Source data:
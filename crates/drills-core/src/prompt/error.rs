//! Error types for console input.

use thiserror::Error;

/// Input text that could not be converted to the expected type.
#[derive(Debug, Clone, PartialEq, Eq, Error)]
#[error("invalid input {input:?}: {reason}")]
pub struct ParseError {
    /// The offending text, already trimmed.
    pub input: String,
    /// Why conversion failed (from the target type's `FromStr` error).
    pub reason: String,
}

impl ParseError {
    pub fn new(input: impl Into<String>, reason: impl Into<String>) -> Self {
        Self {
            input: input.into(),
            reason: reason.into(),
        }
    }
}

/// Failure to obtain a value from the console.
///
/// Values that parse but fail validation never surface here; the retry
/// loop recovers from those by re-prompting.
#[derive(Debug, Error)]
pub enum PromptError {
    /// Reading stdin or writing the prompt failed.
    #[error("console i/o: {0}")]
    Io(#[from] std::io::Error),
    /// End of input reached while waiting for a line.
    #[error("input closed before a value was entered")]
    InputClosed,
    /// A single-shot prompt received text of the wrong shape.
    #[error(transparent)]
    Parse(#[from] ParseError),
    /// A configured attempt limit ran out.
    #[error("no valid value after {attempts} attempts")]
    AttemptsExhausted { attempts: u32 },
    /// The abort token was set before a valid value arrived.
    #[error("input cancelled")]
    Cancelled,
}
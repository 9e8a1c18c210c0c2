//! CLI parse and session tests.

use super::{Cli, CliCommand};
use clap::Parser;
use drills_core::config::DrillsConfig;
use drills_core::prompt::Console;
use std::io::Cursor;

pub(super) fn parse(args: &[&str]) -> CliCommand {
    let cli = Cli::try_parse_from(args).unwrap();
    cli.command
}

pub(super) type TestConsole = Console<Cursor<Vec<u8>>, Vec<u8>>;

pub(super) fn console(input: &str) -> TestConsole {
    Console::new(Cursor::new(input.as_bytes().to_vec()), Vec::new())
}

/// Parse `args`, run the command against `input`, and return its stdout.
pub(super) fn run(args: &[&str], input: &str) -> anyhow::Result<String> {
    let mut c = console(input);
    parse(args).dispatch(&DrillsConfig::default(), &mut c)?;
    Ok(String::from_utf8(c.into_output()).unwrap())
}
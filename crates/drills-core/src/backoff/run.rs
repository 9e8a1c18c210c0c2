//! Backoff loop: run every attempt, sleeping the planned wait after each.

use std::time::Duration;

use super::plan::BackoffPlan;

/// Where the loop suspends. Production code blocks the thread; tests
/// record the requested waits instead.
pub trait Sleeper {
    fn sleep(&mut self, wait: Duration);
}

/// Blocks the calling thread with `std::thread::sleep`.
#[derive(Debug, Default, Clone, Copy)]
pub struct ThreadSleeper;

impl Sleeper for ThreadSleeper {
    fn sleep(&mut self, wait: Duration) {
        std::thread::sleep(wait);
    }
}

/// What a finished run did.
#[derive(Debug, Clone, Copy, PartialEq, Eq)]
pub struct BackoffReport {
    pub attempts: u32,
    pub total_wait: Duration,
}

/// Milliseconds as a log field, clamped to `u64::MAX` for saturated waits.
fn millis_for_log(wait: Duration) -> u64 {
    u64::try_from(wait.as_millis()).unwrap_or(u64::MAX)
}

/// Runs `plan.max_attempts` attempts. For each one, `on_attempt` is called
/// with the 1-based attempt number and the upcoming wait, then the sleeper
/// waits. Never exits early.
pub fn run_backoff<S, F>(plan: &BackoffPlan, sleeper: &mut S, mut on_attempt: F) -> BackoffReport
where
    S: Sleeper + ?Sized,
    F: FnMut(u32, Duration),
{
    let mut report = BackoffReport {
        attempts: 0,
        total_wait: Duration::ZERO,
    };
    for wait in plan.waits() {
        report.attempts += 1;
        tracing::debug!(attempt = report.attempts, wait_ms = millis_for_log(wait), "backoff attempt");
        on_attempt(report.attempts, wait);
        sleeper.sleep(wait);
        report.total_wait = report.total_wait.saturating_add(wait);
    }
    tracing::info!(
        attempts = report.attempts,
        total_wait_ms = millis_for_log(report.total_wait),
        "backoff finished"
    );
    report
}
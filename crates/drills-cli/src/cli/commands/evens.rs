use anyhow::Result;
use drills_core::functions::EvenNumbers;
use drills_core::prompt::Console;
use std::io::{BufRead, Write};

pub fn run_evens<R: BufRead, W: Write>(console: &mut Console<R, W>, limit: i64) -> Result<()> {
    for n in &EvenNumbers::new(limit) {
        console.say(n)?;
    }
    Ok(())
}
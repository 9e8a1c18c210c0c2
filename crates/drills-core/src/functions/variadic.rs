//! Positional and named argument collections passed explicitly.

use std::fmt;

/// Sum any number of positional values. `None` if the total overflows `i64`.
pub fn sum_all(values: &[i64]) -> Option<i64> {
    values.iter().try_fold(0i64, |acc, v| acc.checked_add(*v))
}

/// Named arguments in the order they were given.
///
/// Setting a key that already exists replaces its value but keeps its
/// original position.
#[derive(Debug, Clone, Default, PartialEq, Eq)]
pub struct KeywordArgs {
    entries: Vec<(String, String)>,
}

impl KeywordArgs {
    pub fn new() -> Self {
        Self::default()
    }

    pub fn set(&mut self, key: impl Into<String>, value: impl Into<String>) {
        let key = key.into();
        let value = value.into();
        match self.entries.iter_mut().find(|(k, _)| *k == key) {
            Some((_, slot)) => *slot = value,
            None => self.entries.push((key, value)),
        }
    }

    pub fn get(&self, key: &str) -> Option<&str> {
        self.entries
            .iter()
            .find(|(k, _)| k == key)
            .map(|(_, v)| v.as_str())
    }

    pub fn len(&self) -> usize {
        self.entries.len()
    }

    pub fn is_empty(&self) -> bool {
        self.entries.is_empty()
    }

    pub fn iter(&self) -> impl Iterator<Item = (&str, &str)> {
        self.entries.iter().map(|(k, v)| (k.as_str(), v.as_str()))
    }

    /// One `key: value` line per entry.
    pub fn describe_keywords(&self) -> Vec<String> {
        self.iter().map(|(k, v)| format!("{k}: {v}")).collect()
    }
}

impl<K, V> FromIterator<(K, V)> for KeywordArgs
where
    K: Into<String>,
    V: Into<String>,
{
    fn from_iter<I: IntoIterator<Item = (K, V)>>(iter: I) -> Self {
        let mut args = KeywordArgs::new();
        for (k, v) in iter {
            args.set(k, v);
        }
        args
    }
}

/// Single-quoted mapping form: `{'name': 'Shaktiman', 'power': 'laser'}`.
impl fmt::Display for KeywordArgs {
    fn fmt(&self, f: &mut fmt::Formatter<'_>) -> fmt::Result {
        f.write_str("{")?;
        for (i, (k, v)) in self.entries.iter().enumerate() {
            if i > 0 {
                f.write_str(", ")?;
            }
            write!(f, "'{k}': '{v}'")?;
        }
        f.write_str("}")
    }
}

#[cfg(test)]
mod tests {
    use super::*;

    #[test]
    fn sums() {
        assert_eq!(sum_all(&[1, 2]), Some(3));
        assert_eq!(sum_all(&[1, 2, 3, 4, 5]), Some(15));
        assert_eq!(sum_all(&[6, 7, 8, 9, 10, 11]), Some(51));
        assert_eq!(sum_all(&[]), Some(0));
    }

    #[test]
    fn sum_overflow_is_none() {
        assert_eq!(sum_all(&[i64::MAX, 1]), None);
        assert_eq!(sum_all(&[i64::MIN, -1]), None);
        // Intermediate values stay in range here.
        assert_eq!(sum_all(&[i64::MAX, -1, 1]), Some(i64::MAX));
    }

    #[test]
    fn keeps_insertion_order() {
        let args: KeywordArgs = [
            ("name", "Shaktiman"),
            ("power", "laser"),
            ("enemy", "Dr. Jackaal"),
        ]
        .into_iter()
        .collect();
        assert_eq!(
            args.describe_keywords(),
            vec!["name: Shaktiman", "power: laser", "enemy: Dr. Jackaal"]
        );
        assert_eq!(
            args.to_string(),
            "{'name': 'Shaktiman', 'power': 'laser', 'enemy': 'Dr. Jackaal'}"
        );
    }

    #[test]
    fn repeated_key_replaces_in_place() {
        let mut args = KeywordArgs::new();
        args.set("a", "1");
        args.set("b", "2");
        args.set("a", "3");
        assert_eq!(args.len(), 2);
        assert_eq!(args.get("a"), Some("3"));
        assert_eq!(args.iter().next(), Some(("a", "3")));
    }

    #[test]
    fn empty_display() {
        assert!(KeywordArgs::new().is_empty());
        assert_eq!(KeywordArgs::new().to_string(), "{}");
    }
}
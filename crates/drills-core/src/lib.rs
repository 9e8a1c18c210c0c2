pub mod config;
pub mod logging;

pub mod backoff;
pub mod classify;
pub mod functions;
pub mod iteration;
pub mod loops;
pub mod prompt;
pub mod scope;
//! `drills leap-year` – leap-year check for one year.

use anyhow::Result;
use drills_core::classify::is_leap_year;
use drills_core::prompt::Console;
use std::io::{BufRead, Write};

pub fn run_leap_year<R: BufRead, W: Write>(console: &mut Console<R, W>) -> Result<()> {
    let year: i64 = console.ask("Enter a year: ")?;
    if is_leap_year(year) {
        console.say(format_args!("{year} is a leap year."))?;
    } else {
        console.say(format_args!("{year} is NOT a leap year."))?;
    }
    Ok(())
}
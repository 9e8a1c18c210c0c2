//! `drills circle` – area and circumference.

use anyhow::Result;
use drills_core::functions::{circle_stats, CircleStats};
use drills_core::prompt::Console;
use std::io::{BufRead, Write};

pub fn run_circle<R: BufRead, W: Write>(console: &mut Console<R, W>, radius: f64) -> Result<()> {
    let CircleStats {
        area,
        circumference,
    } = circle_stats(radius);
    console.say(format_args!("Area: {area}"))?;
    console.say(format_args!("Circumference: {circumference}"))?;
    Ok(())
}
//! `drills pet-food` – food recommendation from species and age.

use anyhow::Result;
use drills_core::classify::classify_pet;
use drills_core::prompt::Console;
use std::io::{BufRead, Write};

pub fn run_pet_food<R: BufRead, W: Write>(console: &mut Console<R, W>) -> Result<()> {
    let species = console.read_line("Enter pet species (dog/cat): ")?;
    let age: i64 = console.ask("Enter pet age in years: ")?;
    let food = classify_pet(&species, age);
    tracing::debug!(species = %species.trim(), age, %food, "recommended pet food");
    console.say(format_args!("Recommended food: {food}"))?;
    Ok(())
}
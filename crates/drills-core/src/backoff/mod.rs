//! Bounded exponential backoff.
//!
//! A fixed number of attempts with a wait that doubles after each one.
//! There is no success condition: the loop always runs every attempt and
//! then stops.

mod plan;
mod run;

pub use plan::{format_wait, BackoffPlan, Waits};
pub use run::{run_backoff, BackoffReport, Sleeper, ThreadSleeper};
//! `drills iterate` – manual has-next/next walks over three kinds of sequence.

use anyhow::Result;
use drills_core::iteration::Cursor;
use drills_core::prompt::Console;
use std::collections::BTreeMap;
use std::io::{BufRead, Write};

pub fn run_iterate<R: BufRead, W: Write>(console: &mut Console<R, W>) -> Result<()> {
    let mut list = Cursor::new(vec![1, 2, 3, 4, 5]);
    while let Some(n) = list.next_item() {
        console.say(n)?;
    }
    console.say("Iteration complete.")?;

    let map = BTreeMap::from([("a", 1), ("b", 2)]);
    let mut keys = Cursor::new(map.keys());
    while keys.has_next() {
        if let Some(key) = keys.next_item() {
            console.say(format_args!("Key: {key}, Value: {}", map[key]))?;
        }
    }
    console.say("Iteration over dictionary complete.")?;

    let mut range = Cursor::new(0..5);
    while let Some(n) = range.next_item() {
        console.say(n)?;
    }
    console.say("Iteration over range complete.")?;
    Ok(())
}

Task requirements: Using the entries above, restate word for word every line from the one that contains "use drills_core::iteration::Cursor;" through the last.

Reply to the exercise:
use drills_core::iteration::Cursor;
use drills_core::prompt::Console;
use std::collections::BTreeMap;
use std::io::{BufRead, Write};

pub fn run_iterate<R: BufRead, W: Write>(console: &mut Console<R, W>) -> Result<()> {
    let mut list = Cursor::new(vec![1, 2, 3, 4, 5]);
    while let Some(n) = list.next_item() {
        console.say(n)?;
    }
    console.say("Iteration complete.")?;

    let map = BTreeMap::from([("a", 1), ("b", 2)]);
    let mut keys = Cursor::new(map.keys());
    while keys.has_next() {
        if let Some(key) = keys.next_item() {
            console.say(format_args!("Key: {key}, Value: {}", map[key]))?;
        }
    }
    console.say("Iteration over dictionary complete.")?;

    let mut range = Cursor::new(0..5);
    while let Some(n) = range.next_item() {
        console.say(n)?;
    }
    console.say("Iteration over range complete.")?;
    Ok(())
}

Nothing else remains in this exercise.